Mr. Sachs compared his life before Ms. Hoover to that of Steve Jobs, specifically to Mr. Jobs’s living without a sofa for several years because he couldn’t find one to his liking. “I was always on that path to be the man who lived without curtains or a sofa,” he said. “One of the many great things that Sarah brought to my life is civility.”

Ms. Hoover deadpanned in reply: “You’re so lucky you met me.”

Ms. Hoover has particular tastes. She rarely watches television. She reads widely, but almost exclusively books by women. “It’s really hard to hear about male perspectives,” she said, adding that she has sworn off “the Jonathans” (Franzen, Safran Foer, Lethem).

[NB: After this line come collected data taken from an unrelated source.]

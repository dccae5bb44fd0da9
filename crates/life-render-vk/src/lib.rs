// SPDX-License-Identifier: CEPL-1.0
//! Vulkan backend: device and queue setup, one shared memory arena for every
//! buffer, the swapchain chain and the per-frame submit/present plumbing.
#![deny(unsafe_op_in_unsafe_fn)]

pub mod arena;
pub mod commands;
pub mod debug;
pub mod descriptors;
pub mod device;
pub mod error;
pub mod instance;
pub mod pipeline;
pub mod renderer;
pub mod swapchain;
pub mod sync;

pub use error::SetupError;
pub use pipeline::default_shader_dir;
pub use renderer::{RendererSettings, VkRenderer};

Art history, ballet, complaining, being spoiled, clotted cream, loaded baked potatoes, her dog, psychedelics, full-bodied red wines, folding laundry, organizing her children’s clothes and colorful platform heels are all things she loves. She’s ambivalent about hotels. She hates pencils.

Jenna Lyons, the fashion designer turned “Real Housewife” and a longtime friend of Mr. Sachs’s, recalled her initial surprise at his interest in Ms. Hoover. When they met in 2007, Ms. Hoover was 23, and he was 41.

“I was teasing him because she was so much younger than him,” said Ms. Lyons, 56, who is a partner at FundamentalCo, a branding company. “I was like, ‘Come on, Tom.’” Then she met Ms. Hoover at an art event. “She brings her dog, which I was dying about,” Ms. Lyons said. “I was like, ‘This girl is a spitfire!’ She does not placate or hide things or mince words.”

If Ms. Hoover has engendered civility in her husband, an artist known for his provocative works and behavior, he has pushed her to be more brazen. In “The Motherload,” Ms. Hoover writes that after telling Mr. Sachs about a woman who was impolite to her, he said: “You’re allowed to be more of a bitch.”